Fastest way to compute entropy in Python

Solution 1:

@Sanjeet Gupta answer is good but could be condensed. This question is specifically asking about the "Fastest" way but I only see times on one answer so I'll post a comparison of using scipy and numpy to the original poster's entropy2 answer with slight alterations.

Four different approaches: (1) scipy/numpy, (2) numpy/math, (3) pandas/numpy, (4) numpy

import numpy as np
from scipy.stats import entropy
from math import log, e
import pandas as pd

import timeit

def entropy1(labels, base=None):
  value,counts = np.unique(labels, return_counts=True)
  return entropy(counts, base=base)

def entropy2(labels, base=None):
  """ Computes entropy of label distribution. """

  n_labels = len(labels)

  if n_labels <= 1:
    return 0

  value,counts = np.unique(labels, return_counts=True)
  probs = counts / n_labels
  n_classes = np.count_nonzero(probs)

  if n_classes <= 1:
    return 0

  ent = 0.

  # Compute entropy
  base = e if base is None else base
  for i in probs:
    ent -= i * log(i, base)

  return ent

def entropy3(labels, base=None):
  vc = pd.Series(labels).value_counts(normalize=True, sort=False)
  base = e if base is None else base
  return -(vc * np.log(vc)/np.log(base)).sum()

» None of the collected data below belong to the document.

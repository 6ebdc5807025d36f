//! Voxface turns speech audio into a talking-head avatar video.
//!
//! # Pipeline overview
//!
//! 1. **Decode**: audio file -> mono PCM at 16 kHz ([`decode_audio`])
//! 2. **Window**: fixed 16000-sample analysis windows, one per output frame
//!    ([`AudioWindower`])
//! 3. **Transform**: speech → expression → motion → renderer, a fixed
//!    four-stage chain ([`PipelineExecutor`] over a [`ModelContext`])
//! 4. **Sink**: codec negotiation and strictly ordered frame writes
//!    ([`FrameSink`], production backend [`FfmpegWriterFactory`])
//! 5. **Mux**: combine the silent video with the source audio, degrading
//!    gracefully when ffmpeg is unavailable ([`mux_audio`])
//!
//! Key design constraints:
//!
//! - **No unsafe**: `unsafe` is forbidden in this crate.
//! - **Deterministic rendering**: the face compositor is byte-reproducible
//!   for identical (expression, motion) inputs.
//! - **Order-preserving output**: frames are appended in window-index order;
//!   the container never sees reordered or dropped frames.
//! - **Degradation over failure**: a missing mux tool yields a silent video
//!   and a qualified success, never an error.
#![forbid(unsafe_code)]

pub mod audio;
pub mod config;
pub mod draw;
pub mod encode_ffmpeg;
pub mod error;
pub mod face;
pub mod model;
pub mod mux_ffmpeg;
pub mod pipeline;
pub mod sink;

pub use audio::{AudioBuffer, SAMPLE_RATE, WINDOW_SIZE};
pub use audio::decode::{SUPPORTED_EXTENSIONS, decode_audio, validate_audio_extension};
pub use audio::window::{AnalysisWindow, AudioWindower};
pub use config::{PipelineConfig, StageShapes};
pub use draw::{BBox, FrameRgb, Rgb8};
pub use encode_ffmpeg::{FfmpegFrameWriter, FfmpegWriterFactory, ensure_parent_dir, is_ffmpeg_on_path};
pub use error::{VoxfaceError, VoxfaceResult};
pub use face::{FRAME_HEIGHT, FRAME_WIDTH, FaceRenderer};
pub use model::context::ModelContext;
pub use model::stages::{
    BandEnergyEncoder, ExpressionStage, MotionStage, PooledExpressionMapper, PooledMotionMapper,
    SpeechStage,
};
pub use model::{
    EXPRESSION_DIM, EYE_DIM, ExpressionVector, FEATURE_DIM, FeatureVector, HEAD_DIM, MotionVector,
};
pub use mux_ffmpeg::{FfmpegMuxer, MuxOutcome, MuxRun, MuxerTool, mux_audio};
pub use pipeline::{
    IdentityFilter, PipelineExecutor, RenderOpts, RenderSummary, TemporalFilter, render_frame,
    render_to_video, render_to_video_with,
};
pub use sink::{CodecFactory, FrameSink, FrameWriter, SinkConfig, VideoCodec};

def entropy4(labels, base=None):
  value,counts = np.unique(labels, return_counts=True)
  norm_counts = counts / counts.sum()
  base = e if base is None else base
  return -(norm_counts * np.log(norm_counts)/np.log(base)).sum()
    

Timeit operations:

repeat_number = 1000000

a = timeit.repeat(stmt='''entropy1(labels)''',
                  setup='''labels=[1,3,5,2,3,5,3,2,1,3,4,5];from __main__ import entropy1''',
                  repeat=3, number=repeat_number)

b = timeit.repeat(stmt='''entropy2(labels)''',
                  setup='''labels=[1,3,5,2,3,5,3,2,1,3,4,5];from __main__ import entropy2''',
                  repeat=3, number=repeat_number)

c = timeit.repeat(stmt='''entropy3(labels)''',
                  setup='''labels=[1,3,5,2,3,5,3,2,1,3,4,5];from __main__ import entropy3''',
                  repeat=3, number=repeat_number)

d = timeit.repeat(stmt='''entropy4(labels)''',
                  setup='''labels=[1,3,5,2,3,5,3,2,1,3,4,5];from __main__ import entropy4''',
                  repeat=3, number=repeat_number)

Timeit results:

# for loop to print out results of timeit
for approach,timeit_results in zip(['scipy/numpy', 'numpy/math', 'pandas/numpy', 'numpy'], [a,b,c,d]):
  print('Method: {}, Avg.: {:.6f}'.format(approach, np.array(timeit_results).mean()))

Method: scipy/numpy, Avg.: 63.315312
Method: numpy/math, Avg.: 49.256894
Method: pandas/numpy, Avg.: 884.644023
Method: numpy, Avg.: 60.026938

Winner: numpy/math (entropy2)

It's also worth noting that the entropy2 function above can handle numeric AND text data. ex: entropy2(list('abcdefabacdebcab')). The original poster's answer is from 2013 and had a specific use-case for binning ints but it won't work for text.

Solution 2:

With the data as a pd.Series and scipy.stats, calculating the entropy of a given quantity is pretty straightforward:

import pandas as pd
import scipy.stats

def ent(data):
    """Calculates entropy of the passed `pd.Series`
    """
    p_data = data.value_counts()           # counts occurrence of each value
    entropy = scipy.stats.entropy(p_data)  # get entropy from counts
    return entropy

Note: scipy.stats will normalize the provided data, so this doesn't need to be done explicitly, i.e. passing an array of counts works fine.